▸ **YOUR TASK**
Which of the lines below hold "plain"? Please return each one.

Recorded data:
══════

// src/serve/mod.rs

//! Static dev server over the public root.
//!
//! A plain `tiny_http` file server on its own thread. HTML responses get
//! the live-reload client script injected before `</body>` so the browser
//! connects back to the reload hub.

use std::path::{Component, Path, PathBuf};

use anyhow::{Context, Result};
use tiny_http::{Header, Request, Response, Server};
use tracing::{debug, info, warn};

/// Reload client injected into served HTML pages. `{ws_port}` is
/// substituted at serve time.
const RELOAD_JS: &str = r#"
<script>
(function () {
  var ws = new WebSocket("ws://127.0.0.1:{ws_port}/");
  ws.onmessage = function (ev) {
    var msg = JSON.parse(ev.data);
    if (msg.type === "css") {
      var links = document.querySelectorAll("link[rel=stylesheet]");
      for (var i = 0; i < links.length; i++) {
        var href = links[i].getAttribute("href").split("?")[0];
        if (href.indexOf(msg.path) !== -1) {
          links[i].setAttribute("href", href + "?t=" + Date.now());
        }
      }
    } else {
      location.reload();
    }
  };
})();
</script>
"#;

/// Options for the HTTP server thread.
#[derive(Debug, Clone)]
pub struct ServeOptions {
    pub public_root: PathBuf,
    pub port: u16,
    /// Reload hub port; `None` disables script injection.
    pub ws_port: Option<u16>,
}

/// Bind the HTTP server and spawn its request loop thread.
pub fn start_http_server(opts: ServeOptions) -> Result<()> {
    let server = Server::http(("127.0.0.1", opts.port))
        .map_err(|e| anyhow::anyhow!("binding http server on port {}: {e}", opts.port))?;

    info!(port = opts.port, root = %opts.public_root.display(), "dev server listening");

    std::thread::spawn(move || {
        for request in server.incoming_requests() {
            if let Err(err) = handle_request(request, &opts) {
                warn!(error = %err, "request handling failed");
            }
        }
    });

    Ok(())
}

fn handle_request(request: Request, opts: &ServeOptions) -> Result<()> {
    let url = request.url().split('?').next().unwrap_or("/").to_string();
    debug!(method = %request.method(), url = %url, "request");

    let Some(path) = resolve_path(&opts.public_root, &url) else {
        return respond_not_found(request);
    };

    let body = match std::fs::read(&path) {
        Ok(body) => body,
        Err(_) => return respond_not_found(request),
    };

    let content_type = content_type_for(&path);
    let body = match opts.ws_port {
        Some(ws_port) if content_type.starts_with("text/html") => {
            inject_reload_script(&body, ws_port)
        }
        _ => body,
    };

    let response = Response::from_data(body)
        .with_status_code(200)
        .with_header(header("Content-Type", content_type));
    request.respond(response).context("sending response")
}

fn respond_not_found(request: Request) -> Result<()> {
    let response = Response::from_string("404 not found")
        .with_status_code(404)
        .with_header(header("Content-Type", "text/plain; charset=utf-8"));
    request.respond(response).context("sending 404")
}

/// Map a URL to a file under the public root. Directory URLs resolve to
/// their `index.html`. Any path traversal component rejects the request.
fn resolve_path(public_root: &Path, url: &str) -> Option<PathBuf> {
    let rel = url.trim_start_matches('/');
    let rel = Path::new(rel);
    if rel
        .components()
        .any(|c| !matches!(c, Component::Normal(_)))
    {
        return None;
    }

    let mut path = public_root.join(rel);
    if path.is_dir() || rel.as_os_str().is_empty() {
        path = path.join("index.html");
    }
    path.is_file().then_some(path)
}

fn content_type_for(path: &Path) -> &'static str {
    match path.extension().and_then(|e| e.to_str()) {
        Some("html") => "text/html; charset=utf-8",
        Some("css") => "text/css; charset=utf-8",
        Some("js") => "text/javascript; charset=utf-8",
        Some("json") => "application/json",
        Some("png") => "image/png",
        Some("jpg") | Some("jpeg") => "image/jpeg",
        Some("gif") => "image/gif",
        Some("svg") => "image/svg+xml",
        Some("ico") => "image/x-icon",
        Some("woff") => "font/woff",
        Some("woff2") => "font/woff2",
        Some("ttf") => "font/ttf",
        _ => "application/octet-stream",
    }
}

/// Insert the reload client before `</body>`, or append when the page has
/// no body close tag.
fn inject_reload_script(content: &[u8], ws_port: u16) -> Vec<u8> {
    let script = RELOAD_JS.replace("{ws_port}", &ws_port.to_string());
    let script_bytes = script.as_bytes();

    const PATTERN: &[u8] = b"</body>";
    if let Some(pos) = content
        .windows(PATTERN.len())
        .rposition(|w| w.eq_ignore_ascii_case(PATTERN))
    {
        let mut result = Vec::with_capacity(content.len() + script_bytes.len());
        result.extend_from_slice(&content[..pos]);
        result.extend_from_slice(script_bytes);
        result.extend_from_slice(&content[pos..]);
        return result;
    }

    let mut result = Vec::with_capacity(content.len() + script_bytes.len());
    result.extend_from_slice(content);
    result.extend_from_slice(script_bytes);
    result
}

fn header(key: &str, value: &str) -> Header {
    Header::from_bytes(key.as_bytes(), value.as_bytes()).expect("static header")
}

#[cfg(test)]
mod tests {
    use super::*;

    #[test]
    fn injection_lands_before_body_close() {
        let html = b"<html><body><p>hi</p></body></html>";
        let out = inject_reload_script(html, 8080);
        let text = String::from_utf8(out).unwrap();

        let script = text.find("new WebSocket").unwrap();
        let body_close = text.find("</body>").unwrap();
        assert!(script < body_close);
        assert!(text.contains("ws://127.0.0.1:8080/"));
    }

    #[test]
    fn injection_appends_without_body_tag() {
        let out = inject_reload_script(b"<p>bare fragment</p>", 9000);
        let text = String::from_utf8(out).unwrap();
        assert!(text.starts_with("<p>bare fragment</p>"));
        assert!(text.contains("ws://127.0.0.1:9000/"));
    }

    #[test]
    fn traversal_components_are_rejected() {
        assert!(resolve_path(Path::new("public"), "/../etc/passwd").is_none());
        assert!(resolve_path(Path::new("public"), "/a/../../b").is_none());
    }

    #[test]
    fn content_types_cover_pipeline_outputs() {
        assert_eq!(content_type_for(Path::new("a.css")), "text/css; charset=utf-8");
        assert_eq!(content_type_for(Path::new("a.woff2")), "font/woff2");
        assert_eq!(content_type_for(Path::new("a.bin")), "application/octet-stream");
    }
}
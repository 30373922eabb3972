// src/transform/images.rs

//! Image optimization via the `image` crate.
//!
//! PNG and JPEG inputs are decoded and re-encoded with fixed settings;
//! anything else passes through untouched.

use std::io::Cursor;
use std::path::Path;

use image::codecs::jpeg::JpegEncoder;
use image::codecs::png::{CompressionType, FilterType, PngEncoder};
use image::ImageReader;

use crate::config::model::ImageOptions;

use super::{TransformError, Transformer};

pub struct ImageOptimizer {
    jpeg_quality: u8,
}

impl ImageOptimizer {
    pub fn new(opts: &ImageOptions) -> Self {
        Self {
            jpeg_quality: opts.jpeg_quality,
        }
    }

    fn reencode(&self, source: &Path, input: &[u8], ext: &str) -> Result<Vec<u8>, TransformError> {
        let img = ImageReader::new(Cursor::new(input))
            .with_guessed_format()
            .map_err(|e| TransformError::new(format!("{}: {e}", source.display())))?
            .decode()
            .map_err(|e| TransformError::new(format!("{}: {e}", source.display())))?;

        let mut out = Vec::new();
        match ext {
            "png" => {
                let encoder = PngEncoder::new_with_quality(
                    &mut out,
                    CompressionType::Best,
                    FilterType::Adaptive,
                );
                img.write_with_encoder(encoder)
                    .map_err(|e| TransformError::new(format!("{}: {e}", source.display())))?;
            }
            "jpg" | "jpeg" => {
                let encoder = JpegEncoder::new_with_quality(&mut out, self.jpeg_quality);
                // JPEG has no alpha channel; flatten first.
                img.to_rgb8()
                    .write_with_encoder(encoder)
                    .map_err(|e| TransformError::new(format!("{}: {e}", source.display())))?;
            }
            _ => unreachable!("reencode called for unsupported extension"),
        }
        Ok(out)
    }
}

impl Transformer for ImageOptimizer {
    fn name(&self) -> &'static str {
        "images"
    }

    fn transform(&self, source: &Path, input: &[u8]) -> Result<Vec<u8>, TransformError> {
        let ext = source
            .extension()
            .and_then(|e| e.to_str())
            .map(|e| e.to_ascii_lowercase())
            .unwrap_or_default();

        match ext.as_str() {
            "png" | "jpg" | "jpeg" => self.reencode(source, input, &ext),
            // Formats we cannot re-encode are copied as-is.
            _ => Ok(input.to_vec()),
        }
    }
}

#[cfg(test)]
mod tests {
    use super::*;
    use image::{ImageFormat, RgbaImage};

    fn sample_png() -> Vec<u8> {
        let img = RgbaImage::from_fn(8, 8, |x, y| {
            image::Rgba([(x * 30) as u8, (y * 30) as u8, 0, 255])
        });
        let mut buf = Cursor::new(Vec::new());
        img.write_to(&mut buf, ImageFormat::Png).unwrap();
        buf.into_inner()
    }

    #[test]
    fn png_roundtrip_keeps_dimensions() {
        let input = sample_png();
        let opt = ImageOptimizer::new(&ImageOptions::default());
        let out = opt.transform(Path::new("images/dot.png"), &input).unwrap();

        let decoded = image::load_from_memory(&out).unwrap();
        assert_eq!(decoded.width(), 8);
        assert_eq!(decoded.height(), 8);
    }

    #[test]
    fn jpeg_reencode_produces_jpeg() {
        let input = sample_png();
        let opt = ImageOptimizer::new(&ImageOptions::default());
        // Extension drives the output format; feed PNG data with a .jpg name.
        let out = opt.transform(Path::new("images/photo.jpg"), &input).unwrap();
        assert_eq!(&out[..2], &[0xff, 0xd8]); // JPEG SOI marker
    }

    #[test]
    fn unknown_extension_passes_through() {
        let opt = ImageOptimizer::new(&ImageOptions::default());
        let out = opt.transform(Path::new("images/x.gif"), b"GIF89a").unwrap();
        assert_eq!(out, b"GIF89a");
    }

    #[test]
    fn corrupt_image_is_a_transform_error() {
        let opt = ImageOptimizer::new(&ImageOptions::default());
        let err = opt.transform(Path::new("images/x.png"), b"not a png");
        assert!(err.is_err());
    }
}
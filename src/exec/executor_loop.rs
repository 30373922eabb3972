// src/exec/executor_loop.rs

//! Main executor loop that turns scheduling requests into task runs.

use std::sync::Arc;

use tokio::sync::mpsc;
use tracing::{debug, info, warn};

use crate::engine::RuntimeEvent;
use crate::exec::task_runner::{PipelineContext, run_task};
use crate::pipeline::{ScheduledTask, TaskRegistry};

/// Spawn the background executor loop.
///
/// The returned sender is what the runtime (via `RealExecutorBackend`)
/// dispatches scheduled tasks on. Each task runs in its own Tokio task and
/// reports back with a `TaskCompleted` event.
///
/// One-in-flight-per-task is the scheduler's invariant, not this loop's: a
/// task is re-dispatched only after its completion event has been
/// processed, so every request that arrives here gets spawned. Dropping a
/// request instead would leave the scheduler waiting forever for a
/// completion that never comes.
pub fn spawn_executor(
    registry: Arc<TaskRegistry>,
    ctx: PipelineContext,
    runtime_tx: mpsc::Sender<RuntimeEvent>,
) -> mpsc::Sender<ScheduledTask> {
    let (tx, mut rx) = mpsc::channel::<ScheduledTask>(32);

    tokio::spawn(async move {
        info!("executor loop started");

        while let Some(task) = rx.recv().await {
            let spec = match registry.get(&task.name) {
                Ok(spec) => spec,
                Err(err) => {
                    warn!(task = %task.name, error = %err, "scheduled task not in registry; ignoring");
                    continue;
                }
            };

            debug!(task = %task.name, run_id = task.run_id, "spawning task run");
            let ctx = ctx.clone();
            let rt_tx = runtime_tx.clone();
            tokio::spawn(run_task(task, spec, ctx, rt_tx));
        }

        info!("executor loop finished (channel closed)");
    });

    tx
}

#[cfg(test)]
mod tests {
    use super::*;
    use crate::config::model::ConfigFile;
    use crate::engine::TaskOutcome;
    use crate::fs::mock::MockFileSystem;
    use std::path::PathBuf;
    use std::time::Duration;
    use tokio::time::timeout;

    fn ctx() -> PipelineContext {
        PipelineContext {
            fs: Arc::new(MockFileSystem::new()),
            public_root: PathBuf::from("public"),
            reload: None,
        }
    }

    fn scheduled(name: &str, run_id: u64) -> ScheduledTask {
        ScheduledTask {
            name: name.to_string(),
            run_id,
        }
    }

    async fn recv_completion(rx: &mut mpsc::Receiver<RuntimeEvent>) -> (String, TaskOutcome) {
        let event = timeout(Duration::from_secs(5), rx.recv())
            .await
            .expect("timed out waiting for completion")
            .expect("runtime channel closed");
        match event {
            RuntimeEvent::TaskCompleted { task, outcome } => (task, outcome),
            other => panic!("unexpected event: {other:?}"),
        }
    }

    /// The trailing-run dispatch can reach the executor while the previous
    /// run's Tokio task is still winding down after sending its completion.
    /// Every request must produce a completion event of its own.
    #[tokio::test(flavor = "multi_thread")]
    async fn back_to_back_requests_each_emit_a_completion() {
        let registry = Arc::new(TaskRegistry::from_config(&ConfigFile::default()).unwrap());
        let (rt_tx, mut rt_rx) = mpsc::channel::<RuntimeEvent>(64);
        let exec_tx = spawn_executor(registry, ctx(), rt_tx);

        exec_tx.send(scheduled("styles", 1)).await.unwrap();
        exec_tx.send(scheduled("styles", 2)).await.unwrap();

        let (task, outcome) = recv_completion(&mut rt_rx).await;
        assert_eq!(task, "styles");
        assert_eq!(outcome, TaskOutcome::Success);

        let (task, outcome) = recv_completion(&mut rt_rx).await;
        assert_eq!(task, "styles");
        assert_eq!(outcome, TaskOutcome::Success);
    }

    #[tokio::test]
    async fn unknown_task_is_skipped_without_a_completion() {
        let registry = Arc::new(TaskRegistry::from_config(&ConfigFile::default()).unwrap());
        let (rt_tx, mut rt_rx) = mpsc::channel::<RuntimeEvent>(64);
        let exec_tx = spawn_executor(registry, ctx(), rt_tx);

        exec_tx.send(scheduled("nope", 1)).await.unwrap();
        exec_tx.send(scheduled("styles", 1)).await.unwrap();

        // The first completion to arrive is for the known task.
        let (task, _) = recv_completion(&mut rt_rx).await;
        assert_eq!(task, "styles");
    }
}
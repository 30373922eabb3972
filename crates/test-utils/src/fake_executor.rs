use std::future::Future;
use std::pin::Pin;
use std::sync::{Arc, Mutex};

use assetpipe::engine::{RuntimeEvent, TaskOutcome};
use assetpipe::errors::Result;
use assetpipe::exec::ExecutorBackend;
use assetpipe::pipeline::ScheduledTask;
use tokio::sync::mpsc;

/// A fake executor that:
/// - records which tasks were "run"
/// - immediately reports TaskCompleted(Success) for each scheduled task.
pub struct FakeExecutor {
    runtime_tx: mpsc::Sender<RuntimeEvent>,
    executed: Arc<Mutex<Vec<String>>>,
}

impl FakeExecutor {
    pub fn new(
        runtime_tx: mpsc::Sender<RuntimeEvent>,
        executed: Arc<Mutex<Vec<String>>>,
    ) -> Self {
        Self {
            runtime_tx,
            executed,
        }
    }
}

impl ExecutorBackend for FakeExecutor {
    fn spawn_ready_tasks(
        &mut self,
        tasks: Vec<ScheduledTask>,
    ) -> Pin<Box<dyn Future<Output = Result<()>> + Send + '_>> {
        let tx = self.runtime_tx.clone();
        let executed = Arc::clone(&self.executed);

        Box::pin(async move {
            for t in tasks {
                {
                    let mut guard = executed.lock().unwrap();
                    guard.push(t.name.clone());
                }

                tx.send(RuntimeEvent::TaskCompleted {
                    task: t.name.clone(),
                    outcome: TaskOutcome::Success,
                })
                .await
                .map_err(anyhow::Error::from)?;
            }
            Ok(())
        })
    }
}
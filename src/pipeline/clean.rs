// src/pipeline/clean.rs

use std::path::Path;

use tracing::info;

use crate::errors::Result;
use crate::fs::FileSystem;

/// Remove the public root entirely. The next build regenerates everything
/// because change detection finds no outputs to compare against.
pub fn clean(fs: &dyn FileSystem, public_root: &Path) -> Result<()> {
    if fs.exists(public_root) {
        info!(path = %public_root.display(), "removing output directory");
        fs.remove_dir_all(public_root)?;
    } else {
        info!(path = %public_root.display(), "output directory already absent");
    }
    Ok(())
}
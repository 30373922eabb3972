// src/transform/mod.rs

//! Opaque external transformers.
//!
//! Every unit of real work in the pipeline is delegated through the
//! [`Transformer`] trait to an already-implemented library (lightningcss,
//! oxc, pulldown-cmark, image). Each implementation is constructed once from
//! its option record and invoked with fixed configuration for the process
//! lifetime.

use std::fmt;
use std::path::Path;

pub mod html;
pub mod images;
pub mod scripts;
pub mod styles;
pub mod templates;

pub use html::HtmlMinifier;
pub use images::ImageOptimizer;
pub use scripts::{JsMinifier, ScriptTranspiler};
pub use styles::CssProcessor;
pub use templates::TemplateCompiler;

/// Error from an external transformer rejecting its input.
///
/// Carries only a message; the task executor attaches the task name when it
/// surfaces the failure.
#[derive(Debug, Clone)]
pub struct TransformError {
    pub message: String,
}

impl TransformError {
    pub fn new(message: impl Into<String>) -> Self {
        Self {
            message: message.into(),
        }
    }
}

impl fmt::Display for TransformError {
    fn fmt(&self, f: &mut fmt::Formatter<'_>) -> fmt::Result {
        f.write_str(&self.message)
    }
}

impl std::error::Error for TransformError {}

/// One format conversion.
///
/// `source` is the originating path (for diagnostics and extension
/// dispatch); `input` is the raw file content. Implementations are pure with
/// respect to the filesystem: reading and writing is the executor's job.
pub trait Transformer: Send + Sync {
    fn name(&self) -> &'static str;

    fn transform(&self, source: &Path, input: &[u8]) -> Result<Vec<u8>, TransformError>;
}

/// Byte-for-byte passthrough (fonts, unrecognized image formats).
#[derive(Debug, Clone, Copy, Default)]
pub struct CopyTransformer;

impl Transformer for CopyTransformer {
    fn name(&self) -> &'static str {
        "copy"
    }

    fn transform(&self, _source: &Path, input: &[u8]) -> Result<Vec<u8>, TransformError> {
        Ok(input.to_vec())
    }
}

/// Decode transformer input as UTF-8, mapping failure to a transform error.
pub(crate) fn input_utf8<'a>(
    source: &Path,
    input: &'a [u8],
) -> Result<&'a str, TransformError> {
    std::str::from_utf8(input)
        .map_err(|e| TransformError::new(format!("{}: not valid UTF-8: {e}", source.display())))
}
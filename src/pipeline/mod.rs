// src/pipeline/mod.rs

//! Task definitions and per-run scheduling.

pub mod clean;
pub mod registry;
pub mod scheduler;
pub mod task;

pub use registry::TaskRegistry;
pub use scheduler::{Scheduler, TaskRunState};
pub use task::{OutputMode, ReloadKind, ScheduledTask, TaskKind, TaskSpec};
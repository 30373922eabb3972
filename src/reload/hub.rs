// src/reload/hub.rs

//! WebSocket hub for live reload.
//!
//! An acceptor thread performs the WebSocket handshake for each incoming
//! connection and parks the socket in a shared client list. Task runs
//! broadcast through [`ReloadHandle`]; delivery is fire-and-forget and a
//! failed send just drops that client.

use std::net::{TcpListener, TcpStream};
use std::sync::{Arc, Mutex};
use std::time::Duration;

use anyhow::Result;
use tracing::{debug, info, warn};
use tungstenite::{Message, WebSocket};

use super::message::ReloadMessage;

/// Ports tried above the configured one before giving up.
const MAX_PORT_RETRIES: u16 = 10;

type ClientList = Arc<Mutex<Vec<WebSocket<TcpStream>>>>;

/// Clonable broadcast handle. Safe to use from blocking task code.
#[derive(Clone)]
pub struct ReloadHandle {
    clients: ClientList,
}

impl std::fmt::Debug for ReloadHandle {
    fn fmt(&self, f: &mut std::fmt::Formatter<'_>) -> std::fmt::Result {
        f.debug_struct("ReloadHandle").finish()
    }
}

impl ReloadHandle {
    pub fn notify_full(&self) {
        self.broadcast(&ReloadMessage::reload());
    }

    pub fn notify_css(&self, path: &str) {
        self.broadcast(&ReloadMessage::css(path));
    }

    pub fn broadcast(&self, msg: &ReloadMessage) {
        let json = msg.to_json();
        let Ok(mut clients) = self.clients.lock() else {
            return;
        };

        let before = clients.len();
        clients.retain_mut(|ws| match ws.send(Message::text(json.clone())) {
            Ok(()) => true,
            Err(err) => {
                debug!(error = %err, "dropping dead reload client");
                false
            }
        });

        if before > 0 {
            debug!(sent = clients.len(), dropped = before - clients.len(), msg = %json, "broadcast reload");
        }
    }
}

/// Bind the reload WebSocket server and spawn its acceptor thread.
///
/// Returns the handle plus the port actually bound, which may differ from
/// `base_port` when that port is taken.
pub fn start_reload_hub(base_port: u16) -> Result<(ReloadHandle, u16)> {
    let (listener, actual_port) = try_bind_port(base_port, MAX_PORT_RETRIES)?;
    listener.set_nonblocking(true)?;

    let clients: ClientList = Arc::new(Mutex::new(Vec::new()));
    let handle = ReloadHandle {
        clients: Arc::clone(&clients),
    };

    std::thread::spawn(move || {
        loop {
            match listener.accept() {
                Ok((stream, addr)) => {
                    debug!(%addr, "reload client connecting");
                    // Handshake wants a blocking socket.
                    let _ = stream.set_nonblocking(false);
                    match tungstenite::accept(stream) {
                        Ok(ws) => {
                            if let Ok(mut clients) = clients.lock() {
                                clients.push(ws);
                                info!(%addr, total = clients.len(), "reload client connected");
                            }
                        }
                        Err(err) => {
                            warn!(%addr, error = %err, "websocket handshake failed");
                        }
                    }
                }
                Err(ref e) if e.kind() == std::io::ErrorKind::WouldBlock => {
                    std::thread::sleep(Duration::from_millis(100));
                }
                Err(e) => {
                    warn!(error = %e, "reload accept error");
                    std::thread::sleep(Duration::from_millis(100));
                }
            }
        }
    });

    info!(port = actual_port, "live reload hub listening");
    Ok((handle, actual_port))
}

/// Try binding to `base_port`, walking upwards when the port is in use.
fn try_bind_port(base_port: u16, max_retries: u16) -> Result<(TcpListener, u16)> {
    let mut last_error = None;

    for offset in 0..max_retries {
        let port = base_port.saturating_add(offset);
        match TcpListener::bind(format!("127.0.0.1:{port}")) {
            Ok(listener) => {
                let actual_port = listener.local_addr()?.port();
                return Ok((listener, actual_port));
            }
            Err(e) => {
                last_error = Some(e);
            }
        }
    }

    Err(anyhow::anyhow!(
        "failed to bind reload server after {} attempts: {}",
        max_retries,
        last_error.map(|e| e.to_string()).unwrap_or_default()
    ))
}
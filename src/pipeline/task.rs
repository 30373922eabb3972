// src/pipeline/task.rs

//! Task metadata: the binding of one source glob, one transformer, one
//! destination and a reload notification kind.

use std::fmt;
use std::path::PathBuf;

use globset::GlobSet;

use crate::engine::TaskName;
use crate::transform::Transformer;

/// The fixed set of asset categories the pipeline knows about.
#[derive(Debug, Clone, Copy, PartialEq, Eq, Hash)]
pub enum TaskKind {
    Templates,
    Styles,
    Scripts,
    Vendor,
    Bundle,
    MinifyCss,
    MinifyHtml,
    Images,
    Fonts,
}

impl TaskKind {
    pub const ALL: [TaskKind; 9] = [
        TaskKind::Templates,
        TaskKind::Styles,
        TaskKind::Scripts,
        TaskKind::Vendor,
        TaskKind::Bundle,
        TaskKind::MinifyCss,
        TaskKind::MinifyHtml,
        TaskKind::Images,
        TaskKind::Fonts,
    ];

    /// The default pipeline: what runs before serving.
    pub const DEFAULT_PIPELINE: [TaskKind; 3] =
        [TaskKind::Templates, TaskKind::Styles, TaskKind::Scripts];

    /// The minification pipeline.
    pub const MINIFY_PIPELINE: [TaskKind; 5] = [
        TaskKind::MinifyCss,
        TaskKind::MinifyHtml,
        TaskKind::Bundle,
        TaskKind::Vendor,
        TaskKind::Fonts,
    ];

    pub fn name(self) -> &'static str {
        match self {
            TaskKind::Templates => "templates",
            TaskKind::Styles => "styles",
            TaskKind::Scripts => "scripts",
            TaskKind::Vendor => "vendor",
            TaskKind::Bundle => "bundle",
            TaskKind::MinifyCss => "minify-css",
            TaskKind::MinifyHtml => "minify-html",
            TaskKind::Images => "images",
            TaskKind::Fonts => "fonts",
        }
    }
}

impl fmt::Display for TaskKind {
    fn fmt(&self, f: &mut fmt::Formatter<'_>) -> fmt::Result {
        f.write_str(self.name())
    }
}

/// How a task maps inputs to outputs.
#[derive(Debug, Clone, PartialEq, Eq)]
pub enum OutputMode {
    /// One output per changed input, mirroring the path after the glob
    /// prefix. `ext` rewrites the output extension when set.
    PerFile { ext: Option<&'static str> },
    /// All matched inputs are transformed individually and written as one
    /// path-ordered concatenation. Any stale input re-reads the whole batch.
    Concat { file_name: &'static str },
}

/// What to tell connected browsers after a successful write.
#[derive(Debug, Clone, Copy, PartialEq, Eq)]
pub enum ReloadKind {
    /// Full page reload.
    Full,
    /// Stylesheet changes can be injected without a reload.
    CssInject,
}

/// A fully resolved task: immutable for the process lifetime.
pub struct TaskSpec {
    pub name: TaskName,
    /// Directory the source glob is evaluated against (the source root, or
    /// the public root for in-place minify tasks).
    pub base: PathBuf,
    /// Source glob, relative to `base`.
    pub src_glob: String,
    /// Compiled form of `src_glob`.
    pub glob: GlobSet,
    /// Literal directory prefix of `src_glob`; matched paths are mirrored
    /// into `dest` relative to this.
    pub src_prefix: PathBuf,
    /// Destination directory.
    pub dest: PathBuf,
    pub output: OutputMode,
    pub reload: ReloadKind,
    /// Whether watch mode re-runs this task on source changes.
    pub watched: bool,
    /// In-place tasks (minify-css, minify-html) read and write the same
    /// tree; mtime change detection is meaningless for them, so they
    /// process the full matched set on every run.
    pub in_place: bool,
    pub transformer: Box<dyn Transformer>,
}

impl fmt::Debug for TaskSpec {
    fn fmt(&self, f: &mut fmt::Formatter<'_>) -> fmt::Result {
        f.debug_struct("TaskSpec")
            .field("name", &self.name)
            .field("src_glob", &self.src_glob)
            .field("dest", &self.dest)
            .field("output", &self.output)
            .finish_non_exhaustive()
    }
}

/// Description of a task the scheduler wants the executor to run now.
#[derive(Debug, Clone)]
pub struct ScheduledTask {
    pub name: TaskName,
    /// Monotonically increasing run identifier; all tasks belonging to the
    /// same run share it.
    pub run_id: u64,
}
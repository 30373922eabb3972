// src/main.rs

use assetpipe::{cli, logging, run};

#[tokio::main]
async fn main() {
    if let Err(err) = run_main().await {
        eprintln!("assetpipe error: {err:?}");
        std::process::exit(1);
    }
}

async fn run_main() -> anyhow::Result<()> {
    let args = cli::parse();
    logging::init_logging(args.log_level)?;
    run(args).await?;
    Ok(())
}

══════

▸ **EXERCISE RESULT**
//! A plain `tiny_http` file server on its own thread. HTML responses get
        .with_header(header("Content-Type", "text/plain; charset=utf-8"));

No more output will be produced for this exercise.